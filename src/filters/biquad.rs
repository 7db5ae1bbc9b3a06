//! The biquad filter unit.
//!
//! [`Biquad`] owns one parameter set, the coefficients derived from it and
//! two delay registers. Every setter recomputes the coefficients before it
//! returns, so [`Biquad::process`] always runs with a current design.
//!
//! Reconfiguring does not clear the delay registers. Changing parameters
//! while audio is flowing keeps the energy already in the filter, which can
//! be heard as a small click on large jumps. Call [`Biquad::reset`]
//! explicitly when a clean start is needed.

use super::{Coefficients, FilterParams, FilterType};
use crate::Result;

/// A second-order IIR filter in transposed direct form II.
///
/// The unit is not synchronized: the host must serialize parameter changes
/// with calls to `process`.
///
/// # Examples
///
/// ```
/// use biquad_filter::{Biquad, FilterType};
///
/// let mut filter = Biquad::with_params(FilterType::LowPass, 0.1, 0.707, 0.0);
/// let first = filter.process(1.0);
/// assert_eq!(first, filter.coefficients().a0);
/// ```
#[derive(Debug, Clone, PartialEq)]
pub struct Biquad {
    filter_type: FilterType,
    cutoff: f64,
    q: f64,
    peak_gain: f64,

    coefficients: Coefficients,

    // Delay registers
    z1: f64,
    z2: f64,
}

impl Biquad {
    /// Creates a low-pass unit with cutoff 0.5, Q 0.707 and 0 dB gain.
    ///
    /// The stored cutoff sits on the Nyquist pole of the prewarp, so no
    /// design is derived: the unit passes its input through unchanged until
    /// the first setter is called.
    pub fn new() -> Self {
        let FilterParams {
            filter_type,
            cutoff,
            q,
            peak_gain,
        } = FilterParams::default();

        Self {
            filter_type,
            cutoff,
            q,
            peak_gain,
            coefficients: Coefficients::PASSTHROUGH,
            z1: 0.0,
            z2: 0.0,
        }
    }

    /// Creates a unit with explicit parameters and zeroed state.
    ///
    /// # Arguments
    ///
    /// * `filter_type` - Filter family
    /// * `cutoff` - Normalized cutoff (`frequency / sample_rate`), in `(0, 0.5)`
    /// * `q` - Quality factor, `> 0`
    /// * `peak_gain` - Gain in dB, used by peak and shelf types
    pub fn with_params(filter_type: FilterType, cutoff: f64, q: f64, peak_gain: f64) -> Self {
        let mut filter = Self::new();
        filter.configure(filter_type, cutoff, q, peak_gain);
        filter
    }

    /// Creates a unit from a parameter set without validating it.
    pub fn from_params(params: FilterParams) -> Self {
        Self::with_params(params.filter_type, params.cutoff, params.q, params.peak_gain)
    }

    /// Creates a unit after checking the parameters against their valid ranges.
    ///
    /// # Examples
    ///
    /// ```
    /// use biquad_filter::{Biquad, Error, FilterParams, FilterType};
    ///
    /// let params = FilterParams::new(FilterType::Peak, 0.25, 0.0, 6.0);
    /// assert_eq!(Biquad::try_from_params(params), Err(Error::InvalidQ(0.0)));
    /// ```
    pub fn try_from_params(params: FilterParams) -> Result<Self> {
        params.validate()?;
        Ok(Self::from_params(params))
    }

    /// Sets the filter family and recomputes the coefficients.
    pub fn set_type(&mut self, filter_type: FilterType) {
        self.filter_type = filter_type;
        self.recalculate();
    }

    /// Sets the normalized cutoff and recomputes the coefficients.
    pub fn set_cutoff(&mut self, cutoff: f64) {
        self.cutoff = cutoff;
        self.recalculate();
    }

    /// Sets the quality factor and recomputes the coefficients.
    pub fn set_q(&mut self, q: f64) {
        self.q = q;
        self.recalculate();
    }

    /// Sets the peak gain in dB and recomputes the coefficients.
    pub fn set_peak_gain(&mut self, peak_gain: f64) {
        self.peak_gain = peak_gain;
        self.recalculate();
    }

    /// Sets all four parameters at once with a single recomputation.
    pub fn configure(&mut self, filter_type: FilterType, cutoff: f64, q: f64, peak_gain: f64) {
        self.filter_type = filter_type;
        self.cutoff = cutoff;
        self.q = q;
        self.peak_gain = peak_gain;
        self.recalculate();
    }

    /// Validates and applies a parameter set. On error nothing changes.
    pub fn try_configure(&mut self, params: FilterParams) -> Result<()> {
        if let Err(err) = params.validate() {
            #[cfg(feature = "tracing")]
            tracing::debug!(%err, filter_type = %params.filter_type, "rejected biquad parameters");
            return Err(err);
        }

        self.configure(params.filter_type, params.cutoff, params.q, params.peak_gain);
        Ok(())
    }

    fn recalculate(&mut self) {
        self.coefficients =
            Coefficients::derive(self.filter_type, self.cutoff, self.q, self.peak_gain);

        #[cfg(feature = "tracing")]
        tracing::trace!(
            filter_type = %self.filter_type,
            cutoff = self.cutoff,
            q = self.q,
            peak_gain = self.peak_gain,
            coefficients = ?self.coefficients,
            "recalculated biquad coefficients"
        );
    }

    /// Filters one sample.
    ///
    /// Five multiplies, no allocation, no locking.
    #[inline]
    pub fn process(&mut self, input: f64) -> f64 {
        let Coefficients { a0, a1, a2, b1, b2 } = self.coefficients;

        let output = input * a0 + self.z1;
        self.z1 = input * a1 + self.z2 - b1 * output;
        self.z2 = input * a2 - b2 * output;
        output
    }

    /// Filters a host-owned buffer in place.
    pub fn process_buffer(&mut self, buffer: &mut [f64]) {
        for sample in buffer.iter_mut() {
            *sample = self.process(*sample);
        }
    }

    /// Clears the delay registers. Coefficients and parameters are kept.
    pub fn reset(&mut self) {
        self.z1 = 0.0;
        self.z2 = 0.0;

        #[cfg(feature = "tracing")]
        tracing::debug!(filter_type = %self.filter_type, "biquad state reset");
    }

    pub fn filter_type(&self) -> FilterType {
        self.filter_type
    }

    pub fn cutoff(&self) -> f64 {
        self.cutoff
    }

    pub fn q(&self) -> f64 {
        self.q
    }

    /// Peak gain in dB.
    pub fn peak_gain(&self) -> f64 {
        self.peak_gain
    }

    /// The current parameter set.
    pub fn params(&self) -> FilterParams {
        FilterParams::new(self.filter_type, self.cutoff, self.q, self.peak_gain)
    }

    pub fn coefficients(&self) -> Coefficients {
        self.coefficients
    }

    /// The delay registers `(z1, z2)`.
    pub fn state(&self) -> (f64, f64) {
        (self.z1, self.z2)
    }
}

impl Default for Biquad {
    fn default() -> Self {
        Self::new()
    }
}
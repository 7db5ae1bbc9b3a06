//! The four user-facing filter parameters as one value.

use super::{Coefficients, FilterType};
use crate::{Error, Result};

/// Filter family, normalized cutoff, Q and peak gain.
///
/// `cutoff` is `frequency / sample_rate`; the usable range is the open
/// interval `(0, 0.5)`. `peak_gain` is in decibels and only affects
/// [`FilterType::Peak`], [`FilterType::LowShelf`] and [`FilterType::HighShelf`].
#[derive(Debug, Clone, Copy, PartialEq)]
pub struct FilterParams {
    pub filter_type: FilterType,
    pub cutoff: f64,
    pub q: f64,
    pub peak_gain: f64,
}

impl FilterParams {
    pub fn new(filter_type: FilterType, cutoff: f64, q: f64, peak_gain: f64) -> Self {
        Self {
            filter_type,
            cutoff,
            q,
            peak_gain,
        }
    }

    /// Builds parameters from a cutoff in Hz and a sample rate in Hz.
    ///
    /// # Examples
    ///
    /// ```
    /// use biquad_filter::{FilterParams, FilterType};
    ///
    /// let params = FilterParams::from_hz(FilterType::LowPass, 4410.0, 44100.0, 0.707, 0.0);
    /// assert!((params.cutoff - 0.1).abs() < 1e-15);
    /// ```
    pub fn from_hz(
        filter_type: FilterType,
        frequency: f64,
        sample_rate: f64,
        q: f64,
        peak_gain: f64,
    ) -> Self {
        Self::new(filter_type, frequency / sample_rate, q, peak_gain)
    }

    /// Checks the parameters against the domain the coefficient formulas
    /// are defined on.
    ///
    /// Nothing is clamped. Out-of-range values passed to the unchecked
    /// setters simply produce infinite or NaN coefficients.
    pub fn validate(&self) -> Result<()> {
        if !(self.cutoff > 0.0 && self.cutoff < 0.5) {
            return Err(Error::CutoffOutOfRange(self.cutoff));
        }
        if !(self.q.is_finite() && self.q > 0.0) {
            return Err(Error::InvalidQ(self.q));
        }
        if !self.peak_gain.is_finite() {
            return Err(Error::NonFiniteGain(self.peak_gain));
        }
        Ok(())
    }

    /// Derives the coefficient set for these parameters.
    pub fn coefficients(&self) -> Coefficients {
        Coefficients::derive(self.filter_type, self.cutoff, self.q, self.peak_gain)
    }
}

impl Default for FilterParams {
    fn default() -> Self {
        Self::new(FilterType::LowPass, 0.5, 0.707, 0.0)
    }
}
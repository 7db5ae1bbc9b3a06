//! Prints the impulse response and magnitude response of one filter design.
//!
//! Usage: cargo run --example impulse_response -- [type] [cutoff] [q] [gain_db]
//!
//! Defaults to a 0.1 cutoff Butterworth low-pass.

use biquad_filter::{Biquad, FilterParams, FilterType};

fn main() -> anyhow::Result<()> {
    let args: Vec<String> = std::env::args().skip(1).collect();

    let filter_type: FilterType = args.first().map_or(Ok(FilterType::LowPass), |s| s.parse())?;
    let cutoff: f64 = args.get(1).map_or(Ok(0.1), |s| s.parse())?;
    let q: f64 = args.get(2).map_or(Ok(0.707), |s| s.parse())?;
    let gain: f64 = args.get(3).map_or(Ok(0.0), |s| s.parse())?;

    let mut filter = Biquad::try_from_params(FilterParams::new(filter_type, cutoff, q, gain))?;
    let c = filter.coefficients();

    println!("{} (cutoff: {}, Q: {}, gain: {} dB)\n", filter_type, cutoff, q, gain);
    println!(
        "Coefficients: a0={:.6} a1={:.6} a2={:.6} b1={:.6} b2={:.6}",
        c.a0, c.a1, c.a2, c.b1, c.b2
    );
    println!("Stable: {}\n", c.is_stable());

    println!("Impulse response:");
    for n in 0..16 {
        let input = if n == 0 { 1.0 } else { 0.0 };
        println!("  h[{:2}] = {:+.6}", n, filter.process(input));
    }

    println!("\nMagnitude response:");
    for i in 0..=10 {
        let frequency = 0.049 * i as f64 + 0.001;
        println!("  f={:.3}  {:+8.2} dB", frequency, c.magnitude_db_at(frequency));
    }

    Ok(())
}
//! In-memory counter store - used as fallback when Redis is unavailable.

use std::collections::HashMap;
use std::time::{Duration, Instant};

use async_trait::async_trait;
use tokio::sync::Mutex;

use relay_core::ports::{CounterStore, StoreError};

/// Smallest map size at which expired counters are swept.
const SWEEP_THRESHOLD: usize = 10_000;

struct Counter {
    count: u64,
    expires_at: Instant,
}

struct Counters {
    entries: HashMap<String, Counter>,
    /// Map size that triggers the next sweep.
    next_sweep_at: usize,
}

/// In-memory counter store using a HashMap behind an async Mutex.
///
/// This is the fallback implementation when Redis is not available.
/// Note: Counts are per-process, not shared across relay instances, and are
/// lost on restart.
///
/// Expired counters are swept when the map reaches twice its size after the
/// previous sweep, so sweeping stays amortized O(1) per increment even with
/// many live counters.
pub struct InMemoryCounterStore {
    counters: Mutex<Counters>,
    sweep_threshold: usize,
}

impl InMemoryCounterStore {
    pub fn new() -> Self {
        Self::with_sweep_threshold(SWEEP_THRESHOLD)
    }

    fn with_sweep_threshold(sweep_threshold: usize) -> Self {
        Self {
            counters: Mutex::new(Counters {
                entries: HashMap::new(),
                next_sweep_at: sweep_threshold,
            }),
            sweep_threshold,
        }
    }
}

impl Default for InMemoryCounterStore {
    fn default() -> Self {
        Self::new()
    }
}

#[async_trait]
impl CounterStore for InMemoryCounterStore {
    async fn increment(&self, key: &str, ttl: Duration) -> Result<u64, StoreError> {
        let now = Instant::now();
        // Single lock acquisition makes increment-and-expire atomic.
        let mut counters = self.counters.lock().await;

        if counters.entries.len() >= counters.next_sweep_at {
            counters.entries.retain(|_, c| c.expires_at > now);
            counters.next_sweep_at = (counters.entries.len() * 2).max(self.sweep_threshold);
        }

        let counter = counters.entries.entry(key.to_string()).or_insert(Counter {
            count: 0,
            expires_at: now + ttl,
        });
        if counter.expires_at <= now {
            counter.count = 0;
            counter.expires_at = now + ttl;
        }
        counter.count += 1;

        Ok(counter.count)
    }
}
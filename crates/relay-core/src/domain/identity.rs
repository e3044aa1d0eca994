use std::fmt;

use crate::error::RelayError;

/// Longest identity accepted, in bytes. Keeps counter keys bounded.
pub const MAX_IDENTITY_LEN: usize = 128;

const UNKNOWN_IDENTITY: &str = "unknown";

/// Key that partitions rate limits and shard selection.
///
/// The caller-supplied value is trusted as-is when present; there is no
/// protection against spoofing.
#[derive(Debug, Clone, PartialEq, Eq, Hash)]
pub struct Identity(String);

impl Identity {
    pub fn new(value: impl Into<String>) -> Self {
        Self(value.into())
    }

    /// Pick the caller-supplied identity, falling back to the network origin.
    pub fn resolve(supplied: Option<&str>, origin: Option<&str>) -> Result<Self, RelayError> {
        let chosen = supplied
            .map(str::trim)
            .filter(|s| !s.is_empty())
            .or_else(|| origin.map(str::trim).filter(|s| !s.is_empty()))
            .unwrap_or(UNKNOWN_IDENTITY);

        if chosen.len() > MAX_IDENTITY_LEN {
            return Err(RelayError::Validation(format!(
                "identity must be at most {MAX_IDENTITY_LEN} bytes"
            )));
        }

        Ok(Self(chosen.to_string()))
    }

    pub fn as_str(&self) -> &str {
        &self.0
    }
}

impl fmt::Display for Identity {
    fn fmt(&self, f: &mut fmt::Formatter<'_>) -> fmt::Result {
        f.write_str(&self.0)
    }
}
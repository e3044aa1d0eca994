//! Relay error taxonomy.

use std::time::Duration;

use thiserror::Error;

use crate::domain::WindowKind;

/// Every way a relay request can end without a delivery.
///
/// All variants are terminal for the current request and none of them is fatal
/// to the process. The only internal retry is the dispatcher's failover across
/// different endpoints, which ends in [`RelayError::Exhausted`].
#[derive(Debug, Error)]
pub enum RelayError {
    #[error("Missing or invalid API credential")]
    Unauthorized,

    #[error("Invalid input: {0}")]
    Validation(String),

    /// `retry_after` is the time left until the rejecting window rolls over.
    #[error("Rate limit exceeded for the {window} window")]
    RateLimited {
        window: WindowKind,
        retry_after: Duration,
    },

    #[error("Relay misconfigured: {0}")]
    Configuration(String),

    #[error("Counter store unavailable: {0}")]
    StoreUnavailable(String),

    #[error("All {attempts} destination attempts failed")]
    Exhausted { attempts: usize },
}

impl RelayError {
    /// Machine-readable reason code surfaced to callers.
    pub fn reason_code(&self) -> &'static str {
        match self {
            RelayError::Unauthorized => "unauthorized",
            RelayError::Validation(_) => "bad_input",
            RelayError::RateLimited {
                window: WindowKind::Short,
                ..
            } => "rate_limit_short",
            RelayError::RateLimited {
                window: WindowKind::Long,
                ..
            } => "rate_limit_long",
            RelayError::Configuration(_) => "configuration_error",
            RelayError::StoreUnavailable(_) => "store_unavailable",
            RelayError::Exhausted { .. } => "all_destinations_failed",
        }
    }
}
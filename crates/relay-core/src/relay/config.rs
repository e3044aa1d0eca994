//! Immutable relay configuration, built once at startup.

use std::str::FromStr;
use std::time::Duration;

use crate::domain::Endpoint;

/// What the limiter does when the counter store cannot be reached.
#[derive(Debug, Clone, Copy, PartialEq, Eq, Default)]
pub enum StoreFailurePolicy {
    /// Reject the request.
    #[default]
    FailClosed,
    /// Admit the request without counting it.
    FailOpen,
}

impl FromStr for StoreFailurePolicy {
    type Err = String;

    fn from_str(s: &str) -> Result<Self, Self::Err> {
        match s.trim().to_ascii_lowercase().as_str() {
            "closed" | "fail-closed" | "fail_closed" => Ok(Self::FailClosed),
            "open" | "fail-open" | "fail_open" => Ok(Self::FailOpen),
            other => Err(format!("unknown store failure policy: {other}")),
        }
    }
}

/// Quota for one window family.
#[derive(Debug, Clone, Copy, PartialEq, Eq)]
pub struct WindowLimit {
    /// Maximum admitted requests per window.
    pub max_requests: u64,
    /// Window length. Also the TTL of each window's counter.
    pub window: Duration,
}

/// Rate limiter configuration.
#[derive(Debug, Clone)]
pub struct RateLimitConfig {
    pub short: WindowLimit,
    pub long: WindowLimit,
    /// Key prefix for counter keys
    pub key_prefix: String,
    pub on_store_failure: StoreFailurePolicy,
}

impl Default for RateLimitConfig {
    fn default() -> Self {
        Self {
            short: WindowLimit {
                max_requests: 12,
                window: Duration::from_secs(60),
            },
            long: WindowLimit {
                max_requests: 500,
                window: Duration::from_secs(86_400),
            },
            key_prefix: "relay".to_string(),
            on_store_failure: StoreFailurePolicy::FailClosed,
        }
    }
}

/// Failover budget.
#[derive(Debug, Clone, Copy, PartialEq, Eq)]
pub struct DispatchConfig {
    /// Most distinct endpoints tried per request.
    pub max_attempts: usize,
    /// Timeout applied to each outbound attempt on its own.
    pub attempt_timeout: Duration,
}

impl Default for DispatchConfig {
    fn default() -> Self {
        Self {
            max_attempts: 3,
            attempt_timeout: Duration::from_secs(3),
        }
    }
}

impl DispatchConfig {
    /// Upper bound on time spent dispatching a single request.
    pub fn latency_budget(&self) -> Duration {
        self.attempt_timeout
            .saturating_mul(u32::try_from(self.max_attempts).unwrap_or(u32::MAX))
    }
}

/// Process-wide relay configuration.
#[derive(Debug, Clone)]
pub struct RelayConfig {
    /// Accepted API credentials.
    pub api_keys: Vec<String>,
    /// Ordered webhook endpoints; the index is the shard number.
    pub endpoints: Vec<Endpoint>,
    pub rate_limit: RateLimitConfig,
    pub dispatch: DispatchConfig,
    /// Content cap, in characters.
    pub max_content_chars: usize,
    /// Display name attached to forwarded messages.
    pub username: String,
    /// Content forwarded when a request carries neither content nor embeds.
    pub empty_content: String,
}

impl Default for RelayConfig {
    fn default() -> Self {
        Self {
            api_keys: Vec::new(),
            endpoints: Vec::new(),
            rate_limit: RateLimitConfig::default(),
            dispatch: DispatchConfig::default(),
            max_content_chars: 1900,
            username: "Relay Protector".to_string(),
            empty_content: "No content".to_string(),
        }
    }
}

################

• _Task to carry out_
There is a line with "let c = filter.coefficients();" and a line with "is not available." above. Copy exactly those two lines and all lines between them, with nothing else.

• _Answer for the task_
    let c = filter.coefficients();

    println!("{} (cutoff: {}, Q: {}, gain: {} dB)\n", filter_type, cutoff, q, gain);
    println!(
        "Coefficients: a0={:.6} a1={:.6} a2={:.6} b1={:.6} b2={:.6}",
        c.a0, c.a1, c.a2, c.b1, c.b2
    );
    println!("Stable: {}\n", c.is_stable());

    println!("Impulse response:");
    for n in 0..16 {
        let input = if n == 0 { 1.0 } else { 0.0 };
        println!("  h[{:2}] = {:+.6}", n, filter.process(input));
    }

    println!("\nMagnitude response:");
    for i in 0..=10 {
        let frequency = 0.049 * i as f64 + 0.001;
        println!("  f={:.3}  {:+8.2} dB", frequency, c.magnitude_db_at(frequency));
    }

    Ok(())
}
//! In-memory counter store - used as fallback when Redis is unavailable.

use std::collections::HashMap;
use std::time::{Duration, Instant};

use async_trait::async_trait;
use tokio::sync::Mutex;

use relay_core::ports::{CounterStore, StoreError};

/// Smallest map size at which expired counters are swept.
const SWEEP_THRESHOLD: usize = 10_000;

struct Counter {
    count: u64,
    expires_at: Instant,
}

struct Counters {
    entries: HashMap<String, Counter>,
    /// Map size that triggers the next sweep.
    next_sweep_at: usize,
}

/// In-memory counter store using a HashMap behind an async Mutex.
///
/// This is the fallback implementation when Redis is not available.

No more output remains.